HIV Risk and Barriers to Accessing HIV-Related Care for Women in Rural Uganda
Sub-Saharan Africa has been the most heavily impacted area by HIV/AIDS in the world, and Uganda has been one of the most successful countries in the region in combating the epidemic. Despite their success, women are persistently more vulnerable to HIV/AIDS, and rural populations have seen a rise in HIV incidence, against the national trend. Analysis of the social factors influencing HIV risk and barriers to access of HIV-related care using social ecological and life-course frameworks yield education level (individual), stigmatization of HIV (societal), and rural place of residence (structural) as the social factors that are highly relevant to this population. Within the last decade, a negative correlation between education and HIV incidence has been observed, likely due to the increased responsiveness to HIV-related educational campaigns among individuals with higher educational attainment.
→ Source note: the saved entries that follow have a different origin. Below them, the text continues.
//! Database repository for payment records.

use chrono::Utc;
use sqlx::SqliteConnection;
use tracing::instrument;
use uuid::Uuid;

use crate::{
    db::{
        errors::Result,
        models::payments::{self, PaymentCreateDBRequest, PaymentRecord},
    },
    types::{SessionId, abbrev_uuid},
};

pub struct Payments<'c> {
    db: &'c mut SqliteConnection,
}

impl<'c> Payments<'c> {
    pub fn new(db: &'c mut SqliteConnection) -> Self {
        Self { db }
    }

    /// Persist a freshly created payment intent as `PENDING`.
    #[instrument(skip(self, request), fields(session_id = %abbrev_uuid(&request.session_id)), err)]
    pub async fn create(&mut self, request: &PaymentCreateDBRequest) -> Result<PaymentRecord> {
        let now = Utc::now();

        let record = sqlx::query_as::<_, PaymentRecord>(
            r#"
            INSERT INTO payments (id, owner_id, session_id, provider_transaction_id, qr_code, qr_code_payload, status, created_at, updated_at)
            VALUES (?, ?, ?, ?, ?, ?, ?, ?, ?)
            RETURNING *
            "#,
        )
        .bind(Uuid::new_v4())
        .bind(request.owner_id)
        .bind(request.session_id)
        .bind(request.provider_transaction_id.as_deref())
        .bind(&request.qr_code)
        .bind(&request.qr_code_payload)
        .bind(payments::PENDING)
        .bind(now)
        .bind(now)
        .fetch_one(&mut *self.db)
        .await?;

        Ok(record)
    }

    /// Update the payment matched by the provider's transaction id. A missing
    /// row is a normal outcome: the payment may not be visible yet when the
    /// webhook arrives out of order.
    #[instrument(skip(self), err)]
    pub async fn update_status_by_transaction(
        &mut self,
        provider_transaction_id: &str,
        status: &str,
    ) -> Result<Option<PaymentRecord>> {
        let record = sqlx::query_as::<_, PaymentRecord>(
            "UPDATE payments SET status = ?, updated_at = ? WHERE provider_transaction_id = ? RETURNING *",
        )
        .bind(status)
        .bind(Utc::now())
        .bind(provider_transaction_id)
        .fetch_optional(&mut *self.db)
        .await?;

        Ok(record)
    }

    /// Mark every payment for the session as settled. Covers webhooks whose
    /// transaction id differs from the one stored at intent creation.
    #[instrument(skip(self), fields(session_id = %abbrev_uuid(&session_id)), err)]
    pub async fn normalize_paid_by_session(&mut self, session_id: SessionId) -> Result<u64> {
        let result = sqlx::query("UPDATE payments SET status = ?, updated_at = ? WHERE session_id = ?")
            .bind(payments::PAID)
            .bind(Utc::now())
            .bind(session_id)
            .execute(&mut *self.db)
            .await?;

        Ok(result.rows_affected())
    }

    /// All payments for a session, oldest first.
    pub async fn fetch_for_session(&mut self, session_id: SessionId) -> Result<Vec<PaymentRecord>> {
        let records = sqlx::query_as::<_, PaymentRecord>(
            "SELECT * FROM payments WHERE session_id = ? ORDER BY created_at ASC",
        )
        .bind(session_id)
        .fetch_all(&mut *self.db)
        .await?;

        Ok(records)
    }
}
//! Database repository for PRD instances and their lifecycle transitions.
//!
//! All state mutations go through [`Prds::advance`], whose `WHERE state = ?`
//! predicate is the compare-and-swap that keeps concurrent webhook deliveries
//! and overlapping runner passes from ever moving a PRD backward. The one
//! exception is [`Prds::force_state`], the trusted-pipeline write, which is
//! deliberately unconditional.

use chrono::Utc;
use sqlx::SqliteConnection;
use sqlx::types::Json;
use tracing::instrument;

use crate::{
    db::{
        errors::{DbError, Result},
        models::prds::{PrdInstance, PrdUpsertDBRequest, PrdUpsertOutcome, TransitionOutcome},
    },
    lifecycle::{PrdState, Transition},
    types::{PrdId, abbrev_uuid},
};

pub struct Prds<'c> {
    db: &'c mut SqliteConnection,
}

impl<'c> Prds<'c> {
    pub fn new(db: &'c mut SqliteConnection) -> Self {
        Self { db }
    }

    /// Create-or-reset: afterwards the row is in `PAY` with the given
    /// document, whatever it looked like before. Resubmitting a questionnaire
    /// restarts billing, not build.
    #[instrument(skip(self, request), fields(session_id = %abbrev_uuid(&request.session_id)), err)]
    pub async fn upsert(&mut self, request: &PrdUpsertDBRequest) -> Result<PrdUpsertOutcome> {
        let now = Utc::now();

        let existing = sqlx::query_scalar::<_, PrdId>("SELECT id FROM prd_instances WHERE id = ?")
            .bind(request.session_id)
            .fetch_optional(&mut *self.db)
            .await?;

        let outcome = if existing.is_some() {
            sqlx::query_as::<_, PrdUpsertOutcome>(
                r#"
                UPDATE prd_instances
                SET prd_json = ?, state = ?, updated_at = ?
                WHERE id = ?
                RETURNING id, state
                "#,
            )
            .bind(Json(&request.prd_json))
            .bind(PrdState::Pay)
            .bind(now)
            .bind(request.session_id)
            .fetch_optional(&mut *self.db)
            .await?
        } else {
            // The session id doubles as the instance id so the intake flow can
            // navigate with either.
            sqlx::query_as::<_, PrdUpsertOutcome>(
                r#"
                INSERT INTO prd_instances (id, owner_id, session_id, state, prd_json, created_at, updated_at)
                VALUES (?, ?, ?, ?, ?, ?, ?)
                RETURNING id, state
                "#,
            )
            .bind(request.session_id)
            .bind(request.owner_id)
            .bind(request.session_id)
            .bind(PrdState::Pay)
            .bind(Json(&request.prd_json))
            .bind(now)
            .bind(now)
            .fetch_optional(&mut *self.db)
            .await?
        };

        outcome.ok_or(DbError::WriteReturnedNoRow { operation: "PRD upsert" })
    }

    /// Resolve a PRD by an ambiguous external parameter: the instance id
    /// first, then the originating session id, newest match winning. Both
    /// lookups missing is a normal outcome, not an error.
    #[instrument(skip(self), fields(param = %abbrev_uuid(&param)), err)]
    pub async fn fetch_with_fallback(&mut self, param: PrdId) -> Result<Option<PrdInstance>> {
        let by_id = sqlx::query_as::<_, PrdInstance>("SELECT * FROM prd_instances WHERE id = ?")
            .bind(param)
            .fetch_optional(&mut *self.db)
            .await?;

        if by_id.is_some() {
            return Ok(by_id);
        }

        let by_session = sqlx::query_as::<_, PrdInstance>(
            "SELECT * FROM prd_instances WHERE session_id = ? ORDER BY created_at DESC LIMIT 1",
        )
        .bind(param)
        .fetch_optional(&mut *self.db)
        .await?;

        Ok(by_session)
    }

    /// Guarded compare-and-swap advance. The `WHERE state = ?` clause
    /// re-checks the transition's source state inside the write itself, so a
    /// duplicate or late caller is a silent no-op instead of a regression.
    #[instrument(skip(self), fields(id = %abbrev_uuid(&id), from = %transition.from, to = %transition.to), err)]
    pub async fn advance(
        &mut self,
        id: PrdId,
        transition: Transition,
        delivered_url: Option<&str>,
    ) -> Result<TransitionOutcome> {
        debug_assert!(transition.is_allowed(), "{transition:?} is not in the lifecycle table");
        let now = Utc::now();

        let result = match transition.to {
            PrdState::Build => {
                sqlx::query(
                    "UPDATE prd_instances SET state = ?, build_started_at = ?, updated_at = ? WHERE id = ? AND state = ?",
                )
                .bind(transition.to)
                .bind(now)
                .bind(now)
                .bind(id)
                .bind(transition.from)
                .execute(&mut *self.db)
                .await?
            }
            PrdState::Delivered => {
                sqlx::query(
                    r#"
                    UPDATE prd_instances
                    SET state = ?, delivered_at = ?, error_message = NULL,
                        delivered_url = COALESCE(?, delivered_url), updated_at = ?
                    WHERE id = ? AND state = ?
                    "#,
                )
                .bind(transition.to)
                .bind(now)
                .bind(delivered_url)
                .bind(now)
                .bind(id)
                .bind(transition.from)
                .execute(&mut *self.db)
                .await?
            }
            PrdState::Failed => {
                sqlx::query("UPDATE prd_instances SET state = ?, updated_at = ? WHERE id = ? AND state = ?")
                    .bind(transition.to)
                    .bind(now)
                    .bind(id)
                    .bind(transition.from)
                    .execute(&mut *self.db)
                    .await?
            }
            PrdState::Pay => {
                return Err(DbError::Other(anyhow::anyhow!("no lifecycle transition targets PAY")));
            }
        };

        if result.rows_affected() > 0 {
            return Ok(TransitionOutcome::Applied);
        }

        // Guard did not match: report what the row looks like now.
        let current = sqlx::query_scalar::<_, PrdState>("SELECT state FROM prd_instances WHERE id = ?")
            .bind(id)
            .fetch_optional(&mut *self.db)
            .await?;

        Ok(match current {
            Some(current) => TransitionOutcome::Skipped { current },
            None => TransitionOutcome::Missing,
        })
    }

    /// Oldest-first ids currently queued for build.
    #[instrument(skip(self), err)]
    pub async fn select_build_batch(&mut self, limit: i64) -> Result<Vec<PrdId>> {
        let ids = sqlx::query_scalar::<_, PrdId>(
            "SELECT id FROM prd_instances WHERE state = ? ORDER BY created_at ASC LIMIT ?",
        )
        .bind(PrdState::Build)
        .bind(limit)
        .fetch_all(&mut *self.db)
        .await?;

        Ok(ids)
    }

    /// Privileged unconditional write used by the trusted pipeline endpoint.
    /// Unlike [`Prds::advance`] this does not re-check the current state;
    /// callers are expected to have validated the target against the
    /// lifecycle table. Returns the id when a row was updated.
    #[instrument(skip(self), fields(id = %abbrev_uuid(&id), state = %state), err)]
    pub async fn force_state(&mut self, id: PrdId, state: PrdState) -> Result<Option<PrdId>> {
        let updated = sqlx::query_scalar::<_, PrdId>(
            "UPDATE prd_instances SET state = ?, updated_at = ? WHERE id = ? RETURNING id",
        )
        .bind(state)
        .bind(Utc::now())
        .bind(id)
        .fetch_optional(&mut *self.db)
        .await?;

        Ok(updated)
    }
}
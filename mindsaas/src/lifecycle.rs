//! The PRD lifecycle state machine.
//!
//! A PRD instance moves forward along `PAY -> BUILD -> DELIVERED`, or from a
//! non-terminal state to `FAILED`. It never regresses. The transition
//! relation lives here and nowhere else: every component that mutates `state`
//! goes through [`crate::db::handlers::Prds::advance`] with one of the named
//! [`Transition`]s below, so the compare-and-swap guard is written once.

use serde::{Deserialize, Serialize};
use std::fmt;
use std::str::FromStr;
use utoipa::ToSchema;

/// Lifecycle state of a PRD instance.
#[derive(Debug, Clone, Copy, PartialEq, Eq, Hash, Serialize, Deserialize, sqlx::Type, ToSchema)]
#[serde(rename_all = "SCREAMING_SNAKE_CASE")]
#[sqlx(rename_all = "UPPERCASE")]
pub enum PrdState {
    /// Awaiting payment confirmation.
    Pay,
    /// Paid; queued for the build pipeline.
    Build,
    /// Built and available at `delivered_url`.
    Delivered,
    /// Terminal failure.
    Failed,
}

impl PrdState {
    pub fn as_str(self) -> &'static str {
        match self {
            PrdState::Pay => "PAY",
            PrdState::Build => "BUILD",
            PrdState::Delivered => "DELIVERED",
            PrdState::Failed => "FAILED",
        }
    }

    pub fn is_terminal(self) -> bool {
        matches!(self, PrdState::Delivered | PrdState::Failed)
    }

    /// The forward-only transition relation.
    pub fn can_transition_to(self, next: PrdState) -> bool {
        use PrdState::*;
        matches!((self, next), (Pay, Build) | (Build, Delivered)) || (!self.is_terminal() && next == Failed)
    }
}

impl fmt::Display for PrdState {
    fn fmt(&self, f: &mut fmt::Formatter<'_>) -> fmt::Result {
        f.write_str(self.as_str())
    }
}

#[derive(Debug, thiserror::Error)]
#[error("unknown PRD state: {0}")]
pub struct UnknownState(pub String);

impl FromStr for PrdState {
    type Err = UnknownState;

    fn from_str(s: &str) -> Result<Self, Self::Err> {
        match s {
            "PAY" => Ok(PrdState::Pay),
            "BUILD" => Ok(PrdState::Build),
            "DELIVERED" => Ok(PrdState::Delivered),
            "FAILED" => Ok(PrdState::Failed),
            other => Err(UnknownState(other.to_string())),
        }
    }
}

/// A named edge in the lifecycle graph.
#[derive(Debug, Clone, Copy, PartialEq, Eq)]
pub struct Transition {
    pub from: PrdState,
    pub to: PrdState,
}

/// Payment confirmed by the gateway webhook.
pub const PAYMENT_CONFIRMED: Transition = Transition {
    from: PrdState::Pay,
    to: PrdState::Build,
};

/// Build pipeline finished and the artifact is available.
pub const BUILD_COMPLETED: Transition = Transition {
    from: PrdState::Build,
    to: PrdState::Delivered,
};

/// Build pipeline gave up on this PRD.
pub const BUILD_FAILED: Transition = Transition {
    from: PrdState::Build,
    to: PrdState::Failed,
};

impl Transition {
    pub fn is_allowed(self) -> bool {
        self.from.can_transition_to(self.to)
    }
}

#[cfg(test)]
mod tests {
    use super::*;

    const ALL: [PrdState; 4] = [PrdState::Pay, PrdState::Build, PrdState::Delivered, PrdState::Failed];

    #[test]
    fn named_transitions_are_in_the_table() {
        assert!(PAYMENT_CONFIRMED.is_allowed());
        assert!(BUILD_COMPLETED.is_allowed());
        assert!(BUILD_FAILED.is_allowed());
    }

    #[test]
    fn forward_path_is_the_only_happy_path() {
        assert!(PrdState::Pay.can_transition_to(PrdState::Build));
        assert!(PrdState::Build.can_transition_to(PrdState::Delivered));
        assert!(!PrdState::Pay.can_transition_to(PrdState::Delivered));
    }

    #[test]
    fn non_terminal_states_may_fail() {
        assert!(PrdState::Pay.can_transition_to(PrdState::Failed));
        assert!(PrdState::Build.can_transition_to(PrdState::Failed));
        assert!(!PrdState::Delivered.can_transition_to(PrdState::Failed));
        assert!(!PrdState::Failed.can_transition_to(PrdState::Failed));
    }

    #[test]
    fn no_state_regresses() {
        for from in ALL {
            assert!(!from.can_transition_to(PrdState::Pay), "{from} -> PAY must be forbidden");
        }
        assert!(!PrdState::Delivered.can_transition_to(PrdState::Build));
        assert!(!PrdState::Failed.can_transition_to(PrdState::Build));
    }

    #[test]
    fn terminal_states_accept_nothing() {
        for from in [PrdState::Delivered, PrdState::Failed] {
            for to in ALL {
                assert!(!from.can_transition_to(to), "{from} -> {to} must be forbidden");
            }
        }
    }

    #[test]
    fn parses_every_literal_it_prints() {
        for state in ALL {
            assert_eq!(state.as_str().parse::<PrdState>().unwrap(), state);
        }
    }

    #[test]
    fn rejects_unknown_literals() {
        assert!("CANCELLED".parse::<PrdState>().is_err());
        assert!("pay".parse::<PrdState>().is_err());
        assert!("".parse::<PrdState>().is_err());
    }
}
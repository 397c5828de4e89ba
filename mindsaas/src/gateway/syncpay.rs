//! SyncPay gateway implementation.
//!
//! Two-step exchange: a client-credentials token request, then the Pix charge
//! itself with the session id as external reference and metadata.

use async_trait::async_trait;
use serde::Deserialize;
use serde_json::json;

use crate::config::SyncpayConfig;
use crate::gateway::{GatewayError, PixCharge, PixGateway, Result};
use crate::types::SessionId;

pub struct SyncpayGateway {
    http: reqwest::Client,
    config: SyncpayConfig,
}

impl SyncpayGateway {
    pub fn new(config: SyncpayConfig) -> Self {
        Self {
            http: reqwest::Client::new(),
            config,
        }
    }

    fn endpoint(&self, path: &str) -> String {
        format!("{}{}", self.config.base_url.as_str().trim_end_matches('/'), path)
    }

    async fn access_token(&self) -> Result<String> {
        let response = self
            .http
            .post(self.endpoint("/auth/token"))
            .json(&json!({
                "client_id": self.config.client_id,
                "client_secret": self.config.client_secret,
            }))
            .send()
            .await?;

        if !response.status().is_success() {
            return Err(GatewayError::Auth);
        }

        let token: TokenResponse = response.json().await.map_err(|_| GatewayError::Auth)?;
        Ok(token.access_token)
    }
}

#[derive(Deserialize)]
struct TokenResponse {
    access_token: String,
}

/// The provider has shipped both spellings of each field; accept either.
#[derive(Deserialize)]
struct ChargeResponse {
    id: Option<String>,
    transaction_id: Option<String>,
    qr_code: Option<String>,
    qrcode_base64: Option<String>,
    qr_code_payload: Option<String>,
    pix_copy_paste: Option<String>,
}

#[async_trait]
impl PixGateway for SyncpayGateway {
    #[tracing::instrument(skip(self, description), err)]
    async fn create_charge(&self, session_id: SessionId, amount_cents: i64, description: &str) -> Result<PixCharge> {
        let token = self.access_token().await?;

        let response = self
            .http
            .post(self.endpoint("/payments/pix"))
            .bearer_auth(token)
            .json(&json!({
                "amount": amount_cents,
                "description": description,
                "external_reference": session_id,
                "metadata": { "session_id": session_id },
            }))
            .send()
            .await?;

        if !response.status().is_success() {
            let detail = response.text().await.unwrap_or_default();
            return Err(GatewayError::ChargeRejected(detail));
        }

        let charge: ChargeResponse = response.json().await?;

        let provider_transaction_id = charge.id.or(charge.transaction_id);
        let qr_code = charge
            .qr_code
            .or(charge.qrcode_base64)
            .ok_or(GatewayError::InvalidResponse("qr_code"))?;
        let qr_code_payload = charge
            .qr_code_payload
            .or(charge.pix_copy_paste)
            .ok_or(GatewayError::InvalidResponse("qr_code_payload"))?;

        tracing::info!("Created Pix charge for session {}", session_id);

        Ok(PixCharge {
            provider_transaction_id,
            qr_code,
            qr_code_payload,
        })
    }
}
A mentoring program between women enrolled in secondary education and young girls was the designed intervention to encourage young girls to remain in school and pursue secondary education. Increased stigmatization of HIV increased barriers of access to HIV testing and care, and HIV/AIDS is more heavily stigmatized in rural areas compared to urban areas. An advertisement campaign dispelling common myths about HIV/AIDS was the intervention for this social factor, with the goal of destigmatizing HIV/AIDS. Increased barriers to access HIV testing and care were observed among women living in rural areas due to transportation cost and time. Introducing a network of mobile clinics throughout rural Uganda was the designed intervention for this social factor.